The standard down payment is 20 percent, but there are loan options available that require as little as 3 percent down. According to the Zillow Group Consumer Housing Trends Report, 52 percent of repeat buyers put 20 percent or more down. To be competitive in hot seller’s markets, you’ll likely need to make your offer more competitive by putting more than 20 percent down or having additional cash on hand to cover a low appraisal.

Bottom line: If you have savings accessible to apply toward a new down payment, you’re in a great position to start shopping for a new home before selling your current home. If not, you’ll have to sell your first home before being able to put money down on a new home.

4. Can you afford the cost of moving?

One often-overlooked expense related to selling your home is the cost of moving. Whether you’ll be moving across town or across the country, you’ll have to keep enough cash on hand to cover things like temporary storage, truck rentals, moving services, and packing supplies. Learn more about moving costs before you decide to move.

Bottom line: If you have cash to cover moving expenses (that isn’t needed for your down payment), it’s another sign that you’re prepared to sell.

5. Do you have cash for home improvements?

To get as much money out of the sale as possible, many sellers complete a few home improvement projects before listing, choosing the improvements that will offer the best return on their investment.

Woman painting house to sell homeCosmetic home improvements can boost your home’s sale price. Photo from Shutterstock.

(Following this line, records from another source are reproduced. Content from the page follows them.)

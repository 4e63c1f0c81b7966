//! The alert block rule.
//!
//! Runs ahead of the host's `blockquote` rule. When the first line of a
//! quote carries a marker, the rule claims the whole quote: it computes the
//! quote's extent, strips the `>` markers, tokenizes the lines after the
//! marker line as the alert body, and wraps them in `alert_open` /
//! `alert_close` tokens.

use std::sync::Arc;

use mdalert_block::{BlockRule, BlockState, ParentType};

use crate::kind::AlertKind;
use crate::pattern::PatternTable;

/// Node type of recognized alerts.
pub const ALERT_NODE: &str = "alert";
pub const ALERT_OPEN: &str = "alert_open";
pub const ALERT_CLOSE: &str = "alert_close";
/// Token meta key holding the upper-case label.
pub const META_LABEL: &str = "label";
/// Token meta key holding the same-line text after the marker.
pub const META_TAIL: &str = "inline_tail";

const ALERT_PARENT: ParentType = ParentType::Extension(ALERT_NODE);

/// Ambient tokenizer context an alert overrides while its body is parsed.
#[derive(Debug, Clone, Copy, PartialEq, Eq)]
pub struct SavedTokenizerState {
    pub parent_type: ParentType,
    pub line_max: usize,
}

impl SavedTokenizerState {
    #[must_use]
    pub fn capture(state: &BlockState<'_>) -> Self {
        Self {
            parent_type: state.parent_type,
            line_max: state.line_max,
        }
    }

    pub fn restore(self, state: &mut BlockState<'_>) {
        state.parent_type = self.parent_type;
        state.line_max = self.line_max;
    }
}

/// Block rule that turns marked blockquotes into alerts.
#[derive(Debug, Clone)]
pub struct AlertRecognizer {
    patterns: Arc<PatternTable>,
    parse_nested: bool,
}

impl AlertRecognizer {
    #[must_use]
    pub fn new(patterns: PatternTable, parse_nested: bool) -> Self {
        Self {
            patterns: Arc::new(patterns),
            parse_nested,
        }
    }

    #[must_use]
    pub fn patterns(&self) -> &PatternTable {
        &self.patterns
    }

    /// Try to start an alert at `start`.
    ///
    /// With `silent` set this only reports whether the line opens an alert
    /// and leaves the state untouched. Otherwise the alert tokens are pushed
    /// and `state.line` moves past the quote.
    pub fn try_recognize(
        &self,
        state: &mut BlockState<'_>,
        start: usize,
        end: usize,
        silent: bool,
    ) -> bool {
        if state.is_code_block(start) {
            return false;
        }
        if !self.parse_nested && state.is_inside(ALERT_NODE) {
            return false;
        }
        let Some(text) = state.quote_marker_content(start) else {
            return false;
        };
        let Some(marker) = self.patterns.find(text) else {
            return false;
        };
        if silent {
            return true;
        }

        let kind = AlertKind::from_label(marker.label);
        let saved = SavedTokenizerState::capture(state);
        state.parent_type = ALERT_PARENT;
        let next = state.quote_extent(start, end);
        state.line_max = next;
        let frame = state.strip_quote_markers(start, next);

        let token = state.push(ALERT_OPEN, "div", 1);
        token.markup = format!("[!{}]", kind.wire_label());
        token.map = Some((start, next));
        token
            .meta
            .insert(META_LABEL.to_owned(), kind.wire_label().to_owned());
        token
            .meta
            .insert(META_TAIL.to_owned(), marker.inline_tail.to_owned());
        tracing::trace!(line = start, end = next, label = %kind, "Recognized alert");

        state.enter_container(ALERT_NODE);
        let md = state.md;
        md.tokenize(state, start + 1, next);
        state.leave_container();
        state.push(ALERT_CLOSE, "div", -1);

        frame.restore(state);
        saved.restore(state);
        state.line = next;
        true
    }
}

impl BlockRule for AlertRecognizer {
    fn check(&self, state: &mut BlockState<'_>, start: usize, end: usize, silent: bool) -> bool {
        self.try_recognize(state, start, end, silent)
    }
}

#[cfg(test)]
mod tests {
    use mdalert_block::{BlockParser, Token};
    use pretty_assertions::assert_eq;

    use super::*;
    use crate::options::AlertOptions;

    fn parser(options: &AlertOptions) -> BlockParser {
        let patterns = PatternTable::from_options(options).unwrap();
        let mut parser = BlockParser::commonmark();
        parser
            .ruler
            .before(
                "blockquote",
                ALERT_NODE,
                AlertRecognizer::new(patterns, options.parse_nested),
                &["paragraph", "blockquote", "list"],
            )
            .unwrap();
        parser
    }

    fn tokens(src: &str) -> Vec<Token> {
        parser(&AlertOptions::default()).parse(src)
    }

    fn kinds(tokens: &[Token]) -> Vec<&str> {
        tokens.iter().map(|t| t.kind.as_str()).collect()
    }

    #[test]
    fn test_simple_alert() {
        let tokens = tokens("> [!TIP]\n> Use this.\n");

        assert_eq!(
            kinds(&tokens),
            vec![
                ALERT_OPEN,
                "paragraph_open",
                "inline",
                "paragraph_close",
                ALERT_CLOSE
            ]
        );
        assert_eq!(tokens[0].meta(META_LABEL), Some("TIP"));
        assert_eq!(tokens[0].meta(META_TAIL), Some(""));
        assert_eq!(tokens[0].markup, "[!TIP]");
        assert_eq!(tokens[0].map, Some((0, 2)));
        assert_eq!(tokens[2].content, "Use this.");
        assert_eq!(tokens[2].level, 2);
    }

    #[test]
    fn test_marker_only() {
        let tokens = tokens("> [!NOTE]\n");

        assert_eq!(kinds(&tokens), vec![ALERT_OPEN, ALERT_CLOSE]);
        assert_eq!(tokens[0].map, Some((0, 1)));
    }

    #[test]
    fn test_inline_tail_captured() {
        let tokens = tokens("> [!warning] be careful\n> more\n");

        assert_eq!(tokens[0].meta(META_LABEL), Some("WARNING"));
        assert_eq!(tokens[0].meta(META_TAIL), Some("be careful"));
        assert_eq!(tokens[2].content, "more");
    }

    #[test]
    fn test_unknown_label_is_blockquote() {
        let tokens = tokens("> [!BOGUS]\n> text\n");

        assert_eq!(tokens[0].kind, "blockquote_open");
        assert_eq!(tokens[2].content, "[!BOGUS]\ntext");
    }

    #[test]
    fn test_alert_in_fence_not_recognized() {
        let tokens = tokens("```\n> [!NOTE]\n```\n");

        assert_eq!(kinds(&tokens), vec!["fence"]);
    }

    #[test]
    fn test_indented_alert_is_code() {
        let tokens = tokens("    > [!NOTE]\n");

        assert_eq!(kinds(&tokens), vec!["code_block"]);
    }

    #[test]
    fn test_alert_stops_at_blank_line() {
        let tokens = tokens("> [!NOTE]\n> a\n\nafter\n");

        assert_eq!(tokens[0].map, Some((0, 2)));
        assert_eq!(tokens[5].kind, "paragraph_open");
        assert_eq!(tokens[6].content, "after");
    }

    #[test]
    fn test_lazy_line_belongs_to_alert() {
        let tokens = tokens("> [!NOTE]\n> a\nlazy\n");

        assert_eq!(tokens[0].map, Some((0, 3)));
        assert_eq!(tokens[2].content, "a\nlazy");
    }

    #[test]
    fn test_alert_interrupts_paragraph() {
        let tokens = tokens("text\n> [!NOTE]\n> body\n");

        assert_eq!(tokens[1].content, "text");
        assert_eq!(tokens[3].kind, ALERT_OPEN);
    }

    #[test]
    fn test_alert_body_blocks() {
        let tokens = tokens("> [!IMPORTANT]\n> - one\n> - two\n>\n> ```sh\n> run\n> ```\n");

        let kinds = kinds(&tokens);
        assert!(kinds.contains(&"bullet_list_open"));
        let fence = tokens.iter().find(|t| t.kind == "fence").unwrap();
        assert_eq!(fence.content, "run\n");
        assert_eq!(fence.info, "sh");
        assert_eq!(kinds.last(), Some(&ALERT_CLOSE));
    }

    #[test]
    fn test_nested_alerts() {
        let tokens = tokens("> [!NOTE]\n> > [!WARNING]\n> > inner\n");

        assert_eq!(
            kinds(&tokens),
            vec![
                ALERT_OPEN,
                ALERT_OPEN,
                "paragraph_open",
                "inline",
                "paragraph_close",
                ALERT_CLOSE,
                ALERT_CLOSE,
            ]
        );
        assert_eq!(tokens[1].meta(META_LABEL), Some("WARNING"));
        assert_eq!(tokens[1].map, Some((1, 3)));
    }

    #[test]
    fn test_nested_alerts_disabled() {
        let options = AlertOptions::default().with_parse_nested(false);
        let tokens = parser(&options).parse("> [!NOTE]\n> > [!WARNING]\n> > inner\n");

        assert_eq!(tokens[0].kind, ALERT_OPEN);
        assert_eq!(tokens[1].kind, "blockquote_open");
        assert_eq!(tokens[3].content, "[!WARNING]\ninner");
    }

    #[test]
    fn test_alert_inside_blockquote() {
        let tokens = tokens("> quote\n>\n> > [!TIP]\n> > hint\n");

        assert_eq!(tokens[0].kind, "blockquote_open");
        assert!(tokens.iter().any(|t| t.kind == ALERT_OPEN));
    }

    #[test]
    fn test_alert_in_list_item() {
        let tokens = tokens("- > [!NOTE]\n  > body\n- next\n");

        let open = tokens.iter().position(|t| t.kind == ALERT_OPEN).unwrap();
        assert_eq!(tokens[open].map, Some((0, 2)));
        assert_eq!(tokens[open + 2].content, "body");
        assert_eq!(
            tokens.iter().filter(|t| t.kind == "list_item_open").count(),
            2
        );
    }

    #[test]
    fn test_state_restored_after_alert() {
        let options = AlertOptions::default();
        let parser = parser(&options);
        let src = "> [!NOTE]\n> a\n\ntext\n";
        let mut state = BlockState::new(src, &parser);
        let end = state.line_max;

        assert!(parser.ruler.is_enabled(ALERT_NODE));
        let recognizer = AlertRecognizer::new(PatternTable::from_options(&options).unwrap(), true);
        assert!(recognizer.try_recognize(&mut state, 0, end, false));

        assert_eq!(state.line, 2);
        assert_eq!(state.line_max, end);
        assert_eq!(state.parent_type, ParentType::Root);
        assert_eq!(state.blk_indent, 0);
        assert_eq!(state.line_text(0), "> [!NOTE]");
        assert!(state.containers().is_empty());
        assert_eq!(state.level, 0);
    }

    #[test]
    fn test_silent_probe_leaves_state() {
        let parser = parser(&AlertOptions::default());
        let mut state = BlockState::new("> [!NOTE]\n> a\n", &parser);
        let recognizer =
            AlertRecognizer::new(PatternTable::from_options(&AlertOptions::default()).unwrap(), true);

        assert!(recognizer.try_recognize(&mut state, 0, 2, true));
        assert!(state.tokens.is_empty());
        assert_eq!(state.line, 0);
        assert!(!recognizer.try_recognize(&mut state, 1, 2, true));
    }

    #[test]
    fn test_saved_state_roundtrip() {
        let parser = BlockParser::commonmark();
        let mut state = BlockState::new("a\nb\n", &parser);
        let saved = SavedTokenizerState::capture(&state);

        state.parent_type = ALERT_PARENT;
        state.line_max = 1;
        saved.restore(&mut state);

        assert_eq!(state.parent_type, ParentType::Root);
        assert_eq!(state.line_max, 2);
    }
}
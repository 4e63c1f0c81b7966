//! Built-in block rules.
//!
//! Each rule has the [`BlockRule`](crate::BlockRule) signature and is
//! registered by [`BlockParser::commonmark`](crate::BlockParser::commonmark)
//! in the order `code, fence, blockquote, hr, list, heading, paragraph`.

pub(crate) mod blockquote;
pub(crate) mod code;
pub(crate) mod fence;
pub(crate) mod heading;
pub(crate) mod hr;
pub(crate) mod list;
pub(crate) mod paragraph;

pub use blockquote::blockquote;
pub use code::code;
pub use fence::fence;
pub use heading::heading;
pub use hr::hr;
pub use list::list;
pub use paragraph::paragraph;
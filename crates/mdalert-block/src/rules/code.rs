//! Indented code blocks.

use crate::state::BlockState;

/// Lines indented four or more columns past the container indent.
pub fn code(state: &mut BlockState<'_>, start: usize, end: usize, _silent: bool) -> bool {
    if !state.is_code_block(start) {
        return false;
    }

    let mut next = start + 1;
    let mut last = next;
    while next < end {
        if state.is_empty(next) {
            next += 1;
            continue;
        }
        if state.is_code_block(next) {
            next += 1;
            last = next;
            continue;
        }
        break;
    }

    state.line = last;
    let content = state.get_lines(start, last, state.blk_indent + 4, false) + "\n";
    let token = state.push("code_block", "code", 0);
    token.content = content;
    token.map = Some((start, last));
    true
}
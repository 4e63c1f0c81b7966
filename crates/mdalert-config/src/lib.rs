//! Configuration for the mdalert extension.
//!
//! Parses `mdalert.toml` files with serde and provides auto-discovery of the
//! config file in parent directories.
//!
//! ```toml
//! [alerts]
//! labels = ["NOTE", "TIP", "IMPORTANT", "WARNING", "CAUTION"]  # or ["*"]
//! class_prefix = "markdown-alert"
//! parse_nested = true
//! case_sensitive_labels = false
//! markdown_style = "bare"   # or "quoted"
//!
//! [alerts.icons]
//! note = "ℹ️"
//!
//! [parser]
//! max_nesting = 20
//! ```
//!
//! Every key is optional.

use std::collections::BTreeMap;
use std::path::{Path, PathBuf};

use mdalert::{
    AlertError, AlertFormatter, AlertKind, AlertOptions, DEFAULT_CLASS_PREFIX, LabelSet,
    MarkdownStyle,
};
use mdalert_block::DEFAULT_MAX_NESTING;
use serde::Deserialize;

/// Configuration filename to search for.
const CONFIG_FILENAME: &str = "mdalert.toml";

/// Upper bound for `parser.max_nesting`.
const MAX_NESTING_LIMIT: usize = 100;

/// Application configuration.
#[derive(Debug, Default, Deserialize)]
#[serde(default)]
pub struct Config {
    /// Alert recognition and rendering.
    pub alerts: AlertsConfig,
    /// Block parser settings.
    pub parser: ParserConfig,
    /// Path to the config file (set after loading).
    #[serde(skip)]
    pub config_path: Option<PathBuf>,
}

/// `[alerts]` section.
#[derive(Debug, Deserialize)]
#[serde(default)]
pub struct AlertsConfig {
    /// Accepted labels, or `["*"]` for any word.
    pub labels: Vec<String>,
    /// Icon glyphs keyed by label (any case).
    pub icons: BTreeMap<String, String>,
    /// CSS class prefix for HTML output.
    pub class_prefix: String,
    pub parse_nested: bool,
    pub case_sensitive_labels: bool,
    pub markdown_style: StyleName,
}

impl Default for AlertsConfig {
    fn default() -> Self {
        Self {
            labels: AlertKind::BUILTIN
                .iter()
                .map(|kind| kind.wire_label().to_owned())
                .collect(),
            icons: BTreeMap::new(),
            class_prefix: DEFAULT_CLASS_PREFIX.to_owned(),
            parse_nested: true,
            case_sensitive_labels: false,
            markdown_style: StyleName::Bare,
        }
    }
}

/// Markdown output style as written in TOML.
#[derive(Debug, Clone, Copy, Default, PartialEq, Eq, Deserialize)]
#[serde(rename_all = "lowercase")]
pub enum StyleName {
    #[default]
    Bare,
    Quoted,
}

impl From<StyleName> for MarkdownStyle {
    fn from(style: StyleName) -> Self {
        match style {
            StyleName::Bare => Self::Bare,
            StyleName::Quoted => Self::Quoted,
        }
    }
}

/// `[parser]` section.
#[derive(Debug, Deserialize)]
#[serde(default)]
pub struct ParserConfig {
    /// Container depth beyond which nested blocks are not parsed.
    pub max_nesting: usize,
}

impl Default for ParserConfig {
    fn default() -> Self {
        Self {
            max_nesting: DEFAULT_MAX_NESTING,
        }
    }
}

/// Configuration error.
#[derive(Debug, thiserror::Error)]
pub enum ConfigError {
    /// File not found.
    #[error("Configuration file not found: {}", .0.display())]
    NotFound(PathBuf),
    /// I/O error.
    #[error("I/O error: {0}")]
    Io(#[from] std::io::Error),
    /// TOML parsing error.
    #[error("TOML parse error: {0}")]
    Parse(#[from] toml::de::Error),
    /// Validation error.
    #[error("Configuration error: {0}")]
    Validation(String),
    /// The alert extension rejected the options.
    #[error("Alert setup error: {0}")]
    Alert(#[from] AlertError),
}

impl Config {
    /// Load configuration.
    ///
    /// If `config_path` is provided, loads from that file. Otherwise searches
    /// for `mdalert.toml` in the current directory and its parents, falling
    /// back to defaults when none exists.
    ///
    /// # Errors
    ///
    /// Returns error if explicit `config_path` doesn't exist, or if reading,
    /// parsing or validation fails.
    pub fn load(config_path: Option<&Path>) -> Result<Self, ConfigError> {
        if let Some(path) = config_path {
            if !path.exists() {
                return Err(ConfigError::NotFound(path.to_path_buf()));
            }
            return Self::load_from_file(path);
        }

        let discovered = std::env::current_dir()
            .ok()
            .and_then(|cwd| Self::discover_from(&cwd));
        match discovered {
            Some(path) => Self::load_from_file(&path),
            None => {
                tracing::debug!("No {CONFIG_FILENAME} found, using defaults");
                Ok(Self::default())
            }
        }
    }

    /// Search for the config file in `start` and its parents.
    #[must_use]
    pub fn discover_from(start: &Path) -> Option<PathBuf> {
        let mut current = start.to_path_buf();
        loop {
            let candidate = current.join(CONFIG_FILENAME);
            if candidate.is_file() {
                tracing::debug!(path = %candidate.display(), "Discovered config file");
                return Some(candidate);
            }
            if !current.pop() {
                return None;
            }
        }
    }

    /// Load and validate configuration from a specific file.
    pub fn load_from_file(path: &Path) -> Result<Self, ConfigError> {
        let content = std::fs::read_to_string(path)?;
        let mut config = Self::from_toml(&content)?;
        config.config_path = Some(path.to_path_buf());
        tracing::debug!(path = %path.display(), "Loaded config file");
        Ok(config)
    }

    /// Parse and validate configuration from TOML text.
    pub fn from_toml(content: &str) -> Result<Self, ConfigError> {
        let config: Self = toml::from_str(content)?;
        config.validate()?;
        Ok(config)
    }

    /// Validate configuration values.
    ///
    /// # Errors
    ///
    /// Returns `ConfigError::Validation` if any validation fails.
    pub fn validate(&self) -> Result<(), ConfigError> {
        self.validate_alerts()?;
        self.validate_parser()?;
        Ok(())
    }

    fn validate_alerts(&self) -> Result<(), ConfigError> {
        let prefix = &self.alerts.class_prefix;
        if prefix.is_empty() {
            return Err(ConfigError::Validation(
                "alerts.class_prefix cannot be empty".to_owned(),
            ));
        }
        if !prefix
            .chars()
            .all(|c| c.is_ascii_alphanumeric() || c == '-' || c == '_')
        {
            return Err(ConfigError::Validation(format!(
                "alerts.class_prefix may only contain ASCII letters, digits, '-' and '_': {prefix:?}"
            )));
        }

        self.label_set()?;
        Ok(())
    }

    fn validate_parser(&self) -> Result<(), ConfigError> {
        let max_nesting = self.parser.max_nesting;
        if max_nesting == 0 {
            return Err(ConfigError::Validation(
                "parser.max_nesting must be greater than 0".to_owned(),
            ));
        }
        if max_nesting > MAX_NESTING_LIMIT {
            return Err(ConfigError::Validation(format!(
                "parser.max_nesting cannot exceed {MAX_NESTING_LIMIT}"
            )));
        }
        Ok(())
    }

    fn label_set(&self) -> Result<LabelSet, ConfigError> {
        LabelSet::from_labels(&self.alerts.labels)
            .map_err(|err| ConfigError::Validation(format!("alerts.labels: {err}")))
    }

    /// Alert options described by the `[alerts]` section.
    pub fn alert_options(&self) -> Result<AlertOptions, ConfigError> {
        let alerts = &self.alerts;
        let options = alerts.icons.iter().fold(
            AlertOptions::default()
                .with_labels(self.label_set()?)
                .with_class_prefix(alerts.class_prefix.clone())
                .with_parse_nested(alerts.parse_nested)
                .with_case_sensitive_labels(alerts.case_sensitive_labels)
                .with_markdown_style(alerts.markdown_style.into()),
            |options, (label, icon)| options.with_icon(label, icon.clone()),
        );
        Ok(options)
    }

    /// Formatter configured from this file.
    pub fn formatter(&self) -> Result<AlertFormatter, ConfigError> {
        let formatter =
            AlertFormatter::new(self.alert_options()?)?.with_max_nesting(self.parser.max_nesting);
        Ok(formatter)
    }
}

#[cfg(test)]
mod tests {
    use pretty_assertions::assert_eq;

    use super::*;

    #[test]
    fn test_default_config() {
        let config = Config::default();

        assert_eq!(
            config.alerts.labels,
            vec!["NOTE", "TIP", "IMPORTANT", "WARNING", "CAUTION"]
        );
        assert_eq!(config.alerts.class_prefix, "markdown-alert");
        assert!(config.alerts.parse_nested);
        assert!(!config.alerts.case_sensitive_labels);
        assert_eq!(config.alerts.markdown_style, StyleName::Bare);
        assert_eq!(config.parser.max_nesting, 20);
        assert!(config.config_path.is_none());
    }

    #[test]
    fn test_default_options_match_library_defaults() {
        let options = Config::default().alert_options().unwrap();

        assert_eq!(options, AlertOptions::default());
    }

    #[test]
    fn test_parse_minimal_config() {
        let config = Config::from_toml("").unwrap();

        assert_eq!(config.alerts.class_prefix, "markdown-alert");
    }

    #[test]
    fn test_parse_alerts_config() {
        let toml = r#"
[alerts]
labels = ["note", "todo"]
class_prefix = "callout"
parse_nested = false
case_sensitive_labels = true
markdown_style = "quoted"

[alerts.icons]
note = "ℹ️"
"#;
        let config = Config::from_toml(toml).unwrap();
        let options = config.alert_options().unwrap();

        assert_eq!(
            options.labels,
            LabelSet::Only(["NOTE".to_owned(), "TODO".to_owned()].into())
        );
        assert_eq!(options.class_prefix, "callout");
        assert!(!options.parse_nested);
        assert!(options.case_sensitive_labels);
        assert_eq!(options.markdown_style, MarkdownStyle::Quoted);
        assert_eq!(options.icon_for(&AlertKind::Note), Some("ℹ️"));
    }

    #[test]
    fn test_parse_wildcard_labels() {
        let config = Config::from_toml("[alerts]\nlabels = [\"*\"]\n").unwrap();

        assert_eq!(config.alert_options().unwrap().labels, LabelSet::Any);
    }

    #[test]
    fn test_parse_parser_config() {
        let config = Config::from_toml("[parser]\nmax_nesting = 5\n").unwrap();

        assert_eq!(config.parser.max_nesting, 5);
        assert_eq!(config.formatter().unwrap().parser().max_nesting, 5);
    }

    #[test]
    fn test_unknown_style_is_parse_error() {
        let result = Config::from_toml("[alerts]\nmarkdown_style = \"fancy\"\n");

        assert!(matches!(result, Err(ConfigError::Parse(_))));
    }

    /// Assert that validation fails with expected substrings in the error message.
    fn assert_validation_error(toml: &str, expected_substrings: &[&str]) {
        let err = Config::from_toml(toml).unwrap_err();
        assert!(
            matches!(err, ConfigError::Validation(_)),
            "Expected ConfigError::Validation, got {err:?}"
        );
        let msg = err.to_string();
        for s in expected_substrings {
            assert!(
                msg.contains(s),
                "Expected error to contain '{s}', got: {msg}"
            );
        }
    }

    #[test]
    fn test_validate_class_prefix_empty() {
        assert_validation_error(
            "[alerts]\nclass_prefix = \"\"\n",
            &["alerts.class_prefix", "empty"],
        );
    }

    #[test]
    fn test_validate_class_prefix_characters() {
        assert_validation_error(
            "[alerts]\nclass_prefix = \"a b\"\n",
            &["alerts.class_prefix"],
        );
    }

    #[test]
    fn test_validate_labels() {
        assert_validation_error("[alerts]\nlabels = []\n", &["alerts.labels", "empty"]);
        assert_validation_error(
            "[alerts]\nlabels = [\"*\", \"NOTE\"]\n",
            &["alerts.labels", "wildcard"],
        );
        assert_validation_error("[alerts]\nlabels = [\"no te\"]\n", &["alerts.labels"]);
    }

    #[test]
    fn test_validate_max_nesting() {
        assert_validation_error("[parser]\nmax_nesting = 0\n", &["greater than 0"]);
        assert_validation_error("[parser]\nmax_nesting = 101\n", &["cannot exceed 100"]);
    }

    #[test]
    fn test_load_explicit_missing() {
        let dir = tempfile::tempdir().unwrap();
        let path = dir.path().join("missing.toml");

        assert!(matches!(
            Config::load(Some(&path)),
            Err(ConfigError::NotFound(p)) if p == path
        ));
    }

    #[test]
    fn test_load_explicit_file() {
        let dir = tempfile::tempdir().unwrap();
        let path = dir.path().join("custom.toml");
        std::fs::write(&path, "[alerts]\nclass_prefix = \"box\"\n").unwrap();

        let config = Config::load(Some(&path)).unwrap();

        assert_eq!(config.alerts.class_prefix, "box");
        assert_eq!(config.config_path, Some(path));
    }

    #[test]
    fn test_discover_in_parent() {
        let dir = tempfile::tempdir().unwrap();
        let nested = dir.path().join("docs").join("guide");
        std::fs::create_dir_all(&nested).unwrap();
        std::fs::write(dir.path().join(CONFIG_FILENAME), "").unwrap();

        assert_eq!(
            Config::discover_from(&nested),
            Some(dir.path().join(CONFIG_FILENAME))
        );
    }

    #[test]
    fn test_discover_prefers_nearest() {
        let dir = tempfile::tempdir().unwrap();
        let nested = dir.path().join("docs");
        std::fs::create_dir_all(&nested).unwrap();
        std::fs::write(dir.path().join(CONFIG_FILENAME), "").unwrap();
        std::fs::write(nested.join(CONFIG_FILENAME), "").unwrap();

        assert_eq!(
            Config::discover_from(&nested),
            Some(nested.join(CONFIG_FILENAME))
        );
    }

    #[test]
    fn test_load_from_file_invalid_toml() {
        let dir = tempfile::tempdir().unwrap();
        let path = dir.path().join(CONFIG_FILENAME);
        std::fs::write(&path, "[alerts\n").unwrap();

        assert!(matches!(
            Config::load_from_file(&path),
            Err(ConfigError::Parse(_))
        ));
    }

    #[test]
    fn test_formatter_uses_config() {
        let config = Config::from_toml(
            "[alerts]\nclass_prefix = \"callout\"\nmarkdown_style = \"quoted\"\n",
        )
        .unwrap();
        let formatter = config.formatter().unwrap();

        assert_eq!(
            formatter.to_markdown("> [!note]\n> hi\n").unwrap(),
            "> [!NOTE]\n>\n> hi\n"
        );
        assert_eq!(
            formatter.to_html("> [!NOTE]\n").unwrap(),
            "<div class=\"callout callout-note\">\n<p class=\"callout-title\">Note</p>\n</div>"
        );
    }
}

Home improvements can range from a few hundred dollars for a quick interior paint job to many thousands of dollars for serious upgrades, depending on the condition of your home. If it’s going to take any significant amount of money to get your home sale-ready, make sure to factor that expense into your decision making process.

 

Bottom line: If you have cash available to complete any necessary home improvements before listing, you’re likely ready to get serious about selling your home.

6. Can you accept negative feedback from buyers about your home?

Part of the home sale process is tailoring your home to what buyers are looking for. Sellers usually end up hearing feedback about what potential buyers think of their home, and it’s not always positive. The decor choices you love might not be to someone else’s taste, or the one thing you might love about your home may be the first thing they’d want to change. Buyer feedback can be hard to hear, but you’ll need to be emotionally ready to hear the opinions objectively in order to make a sale happen.

Bottom line: If you can keep yourself from taking critical feedback on the condition and style of your home personally, you’re emotionally ready to make a sale happen.

7. Have you outgrown your home or are you ready to downsize?

In different stages of life, people have different housing needs. Marriages, divorces, new babies, grown children leaving the nest, retirement, and old age can all make homeowners feel that it might be time to sell.

Bottom line: Whether you’re in need of more space or have more space than you care to maintain anymore, major life circumstances are good indicators of an appropriate time to sell.

8. Are homes in your neighborhood selling fast?

In a seller’s market, inventory is low and homes sell quickly, often with multiple offers. In a buyer’s market, listings can sit for a while before the right buyer comes along. Pay attention to the news in your local market, do your own research, or ask a local agent. You may just want to take advantage of a seller’s market.

Bottom line: All other factors aside, everyone wants to come out of a home sale with a financial gain that’s significant enough to make the effort worth it. If the market is hot, you may find it’s the perfect time to take the leap and sell your home.